No, you don't, and neither does whoever wrote this entry in a self-appointed wiki. You would have to know how much money the Church brings in and how much it pays out to determine how "most" of it is spent. You do not have that information, so you have no basis to assert what "most" is spent on.
Darth J wrote:Neither I nor the person whom your article quoted said that Mormons don't give anything to charities outside of themselves. What he said, and I said, is that the vast majority of Mormons' interest in charity concerns themselves. E.g.,
A poor man can't help a poor man. Of course people, and organisations, look after themselves first. You do it. I do it. And all organisations do it. It's just common sense.
That's not common sense. The United Way does not look after its own members (whatever that would mean) first. The Salvation Army does not. Private food banks and soup kitchens do not. Goodwill does not. You don't have to belong to any of these organizations for them to help you. And you and I as individuals are not analogous to a religious organization that spends a far greater amount of money on a high-end retail mall than a decade's worth of humanitarian aid.
Darth J wrote:And guess what, Ray? That $1,800 that Mormons give to actual charity,* as opposed to levies to support their favorite religious organization? That's less than the U.S. average of charitable donations.
Well, of course, because there are more "average" Americans than there are Mormons, including millionaires and multimillionaires, so the average will work out more.

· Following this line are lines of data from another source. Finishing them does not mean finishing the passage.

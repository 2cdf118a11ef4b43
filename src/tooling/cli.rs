//! CLI Tooling
//!
//! Command-line interface for envmerge. Parses arguments, resolves configuration,
//! and dispatches each command against a [`FunctionConfigClient`].

use crate::config::{ConfigLoader, EnvMergeConfig};
use crate::error::EnvMergeError;
use crate::merger::{self, EnvironmentMerger, Stage};
use crate::provider::{AwsCliClient, FunctionConfigClient};
use crate::report::{self, ApplyReport, OutputFormat, ShowReport};
use clap::{Parser, Subcommand};
use std::io::Write;
use std::path::PathBuf;
use std::sync::Arc;
use std::time::Instant;
use tracing::info;

/// envmerge - merge SMS gateway settings into a Lambda function environment
#[derive(Parser, Debug)]
#[command(name = "envmerge")]
#[command(about = "Merge SMS gateway settings into a Lambda function's environment variables")]
pub struct Cli {
    #[command(subcommand)]
    pub command: Commands,

    /// Configuration file path (overrides default config loading)
    #[arg(long)]
    pub config: Option<PathBuf>,

    /// Lambda function name
    #[arg(long)]
    pub function_name: Option<String>,

    /// AWS region of the function
    #[arg(long)]
    pub region: Option<String>,

    /// AWS CLI executable
    #[arg(long)]
    pub aws_bin: Option<String>,

    /// AWS named profile
    #[arg(long)]
    pub profile: Option<String>,

    /// Log level (trace, debug, info, warn, error, off)
    #[arg(long)]
    pub log_level: Option<String>,

    /// Log format (json, text)
    #[arg(long)]
    pub log_format: Option<String>,

    /// Log output (stdout, stderr, file, file+stderr, both)
    #[arg(long)]
    pub log_output: Option<String>,

    /// Log file path (if output includes "file")
    #[arg(long)]
    pub log_file: Option<PathBuf>,
}

#[derive(Subcommand, Debug, Clone, PartialEq, Eq)]
pub enum Commands {
    /// Fetch the environment, merge the SMS settings, and submit the result
    Apply {
        /// Fetch and merge only; do not submit
        #[arg(long)]
        dry_run: bool,
        /// Output format (text or json)
        #[arg(long, default_value = "text", value_parser = ["text", "json"])]
        format: String,
    },
    /// Show the function's current environment (sensitive values masked)
    Show {
        /// Output format (text or json)
        #[arg(long, default_value = "text", value_parser = ["text", "json"])]
        format: String,
    },
    /// Print the resolved configuration (secrets masked)
    Config,
}

/// Fold CLI flags into a loaded configuration. Flags win over every other source.
/// `--log-file` stays on [`Cli`] and goes to `init_logging` directly.
pub fn apply_overrides(config: &mut EnvMergeConfig, cli: &Cli) {
    if let Some(name) = &cli.function_name {
        config.target.function_name = name.clone();
    }
    if let Some(region) = &cli.region {
        config.target.region = region.clone();
    }
    if let Some(binary) = &cli.aws_bin {
        config.aws.binary = binary.clone();
    }
    if let Some(profile) = &cli.profile {
        config.aws.profile = Some(profile.clone());
    }
    if let Some(level) = &cli.log_level {
        config.logging.level = level.clone();
    }
    if let Some(format) = &cli.log_format {
        config.logging.format = format.clone();
    }
    if let Some(output) = &cli.log_output {
        config.logging.output = output.clone();
    }
}

/// Resolved configuration plus the provider client commands run against.
pub struct CliContext {
    config: EnvMergeConfig,
    client: Arc<dyn FunctionConfigClient>,
}

impl CliContext {
    /// Create a context from parsed arguments, talking to the AWS CLI.
    pub fn new(cli: &Cli) -> Result<Self, EnvMergeError> {
        let mut config = if let Some(cfg_path) = &cli.config {
            ConfigLoader::load_from_file(cfg_path)?
        } else {
            let cwd = std::env::current_dir()?;
            ConfigLoader::load(&cwd)?
        };
        apply_overrides(&mut config, cli);
        let client = Arc::new(AwsCliClient::from_config(&config.aws));
        Ok(Self::with_client(config, client))
    }

    /// Create a context around any provider client.
    pub fn with_client(config: EnvMergeConfig, client: Arc<dyn FunctionConfigClient>) -> Self {
        Self { config, client }
    }

    pub fn config(&self) -> &EnvMergeConfig {
        &self.config
    }

    /// Execute a CLI command, writing its output to `out`.
    pub fn execute(&self, command: &Commands, out: &mut dyn Write) -> Result<(), EnvMergeError> {
        let started = Instant::now();
        let result = match command {
            Commands::Apply { dry_run, format } => self.handle_apply(*dry_run, format, out),
            Commands::Show { format } => self.handle_show(format, out),
            Commands::Config => self.handle_config(out),
        };
        info!(
            command = command_name(command),
            ok = result.is_ok(),
            duration_ms = started.elapsed().as_millis() as u64,
            "Command finished"
        );
        result
    }

    fn handle_apply(
        &self,
        dry_run: bool,
        format: &str,
        out: &mut dyn Write,
    ) -> Result<(), EnvMergeError> {
        let format = OutputFormat::parse(format).map_err(EnvMergeError::ConfigError)?;
        let patch = self.config.sms.to_patch()?.to_environment_set();
        let merger = EnvironmentMerger::new(
            self.client.as_ref(),
            self.config.target.to_target(),
            patch,
        );

        let mut on_stage = |stage: &Stage| -> std::io::Result<()> {
            match format {
                OutputFormat::Text => writeln!(out, "{}", report::stage_line(stage)),
                OutputFormat::Json => Ok(()),
            }
        };
        let outcome = merger.run(dry_run, &mut on_stage)?;

        match format {
            OutputFormat::Text => write!(out, "{}", report::format_apply_text(&outcome))?,
            OutputFormat::Json => {
                let report = ApplyReport::from_outcome(&outcome);
                writeln!(out, "{}", serde_json::to_string_pretty(&report)?)?;
            }
        }
        Ok(())
    }

    fn handle_show(&self, format: &str, out: &mut dyn Write) -> Result<(), EnvMergeError> {
        let format = OutputFormat::parse(format).map_err(EnvMergeError::ConfigError)?;
        let target = self.config.target.to_target();
        let environment = merger::fetch_current(self.client.as_ref(), &target)?;
        match format {
            OutputFormat::Text => write!(out, "{}", report::format_show_text(&target, &environment))?,
            OutputFormat::Json => {
                let report = ShowReport::new(&target, &environment);
                writeln!(out, "{}", serde_json::to_string_pretty(&report)?)?;
            }
        }
        Ok(())
    }

    fn handle_config(&self, out: &mut dyn Write) -> Result<(), EnvMergeError> {
        let rendered = toml::to_string_pretty(&self.config.redacted()).map_err(|e| {
            EnvMergeError::ConfigError(format!("Failed to render configuration: {}", e))
        })?;
        write!(out, "{}", rendered)?;
        Ok(())
    }
}

fn command_name(command: &Commands) -> &'static str {
    match command {
        Commands::Apply { dry_run: true, .. } => "apply --dry-run",
        Commands::Apply { .. } => "apply",
        Commands::Show { .. } => "show",
        Commands::Config => "config",
    }
}
//! Configuration
//!
//! Layered configuration built with the `config` crate. Precedence, lowest first:
//! built-in defaults, global file, local `envmerge.toml` (or an explicit `--config`
//! file), `ENVMERGE__*` environment variables. CLI flags are applied on top by the
//! CLI layer.

pub mod facade;
pub mod merge;
pub mod paths;
pub mod sources;

pub use facade::ConfigLoader;

use crate::logging::LoggingConfig;
use crate::patch::SmsPatchConfig;
use crate::provider::AwsCliConfig;
use crate::types::FunctionTarget;
use serde::{Deserialize, Serialize};

pub const DEFAULT_FUNCTION_NAME: &str = "scrapmate-node-api-production";
pub const DEFAULT_REGION: &str = "ap-south-1";

/// `[target]` section: the function whose environment is updated.
#[derive(Debug, Clone, PartialEq, Eq, Serialize, Deserialize)]
pub struct TargetConfig {
    #[serde(default = "default_function_name")]
    pub function_name: String,

    #[serde(default = "default_region")]
    pub region: String,
}

fn default_function_name() -> String {
    DEFAULT_FUNCTION_NAME.to_string()
}

fn default_region() -> String {
    DEFAULT_REGION.to_string()
}

impl Default for TargetConfig {
    fn default() -> Self {
        Self {
            function_name: default_function_name(),
            region: default_region(),
        }
    }
}

impl TargetConfig {
    pub fn to_target(&self) -> FunctionTarget {
        FunctionTarget::new(self.function_name.clone(), self.region.clone())
    }
}

/// Complete resolved configuration.
#[derive(Debug, Clone, Default, Serialize, Deserialize)]
pub struct EnvMergeConfig {
    #[serde(default)]
    pub target: TargetConfig,

    #[serde(default)]
    pub aws: AwsCliConfig,

    #[serde(default)]
    pub sms: SmsPatchConfig,

    #[serde(default)]
    pub logging: LoggingConfig,
}

impl EnvMergeConfig {
    /// Copy safe to print: secret SMS values are masked.
    pub fn redacted(&self) -> Self {
        Self {
            sms: self.sms.redacted(),
            ..self.clone()
        }
    }
}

There are also Mormon millionaires and multimillionaires skewing the average among their cohorts. If you are touting the median amount of non-tithing donations (which are still primarily to the Church, to be used at the Church's sole discretion) by Mormons as some kind of proof that Mormons are more generous than the average American, the statistics do not bear that out.
Among religious organisations, I'll borrow a page from Chris Smith's blog:
Mormons Give More, Says Christianity Today.
For God's sake Ray, do you ever read your links before you post them? Chris' blog post is consistent with what I am saying.
The Mormons I know have a fairly high degree of trust in their church's use of funds, Mormonism has very in-your-face accountability structures in place to encourage tithing (without which you can't go to the temple and attain exaltation), and Mormon theology is more a theology of structured obedience than of spontaneous worship.
Antoher interesting finding of this study is that Mormons give almost entirely to religious organizations.
..........
I think that comparative studies like this one are interesting, but I am highly skeptical when people try to use them to prove that their religion is truer or better than the others (which is not what the CT article was doing, by the way-- I'm just editorializing and generalizing now). For one thing, the difference between the various faiths is not that great. It appears to be the result of organizational and theological differences rather than of baptismal regeneration or the workings of the Holy Ghost. As a matter of fact, the more I study the religions the more I find myself convinced that no religion's adherents are demonstrably better or more regenerate than the others. Some religions have developed more effective structures for the channeling of human energies into constructive activities (just as Western-style capitalist democracies are more effective in this regard than communist regimes). But clearly no one religion has a monopoly on transformative power.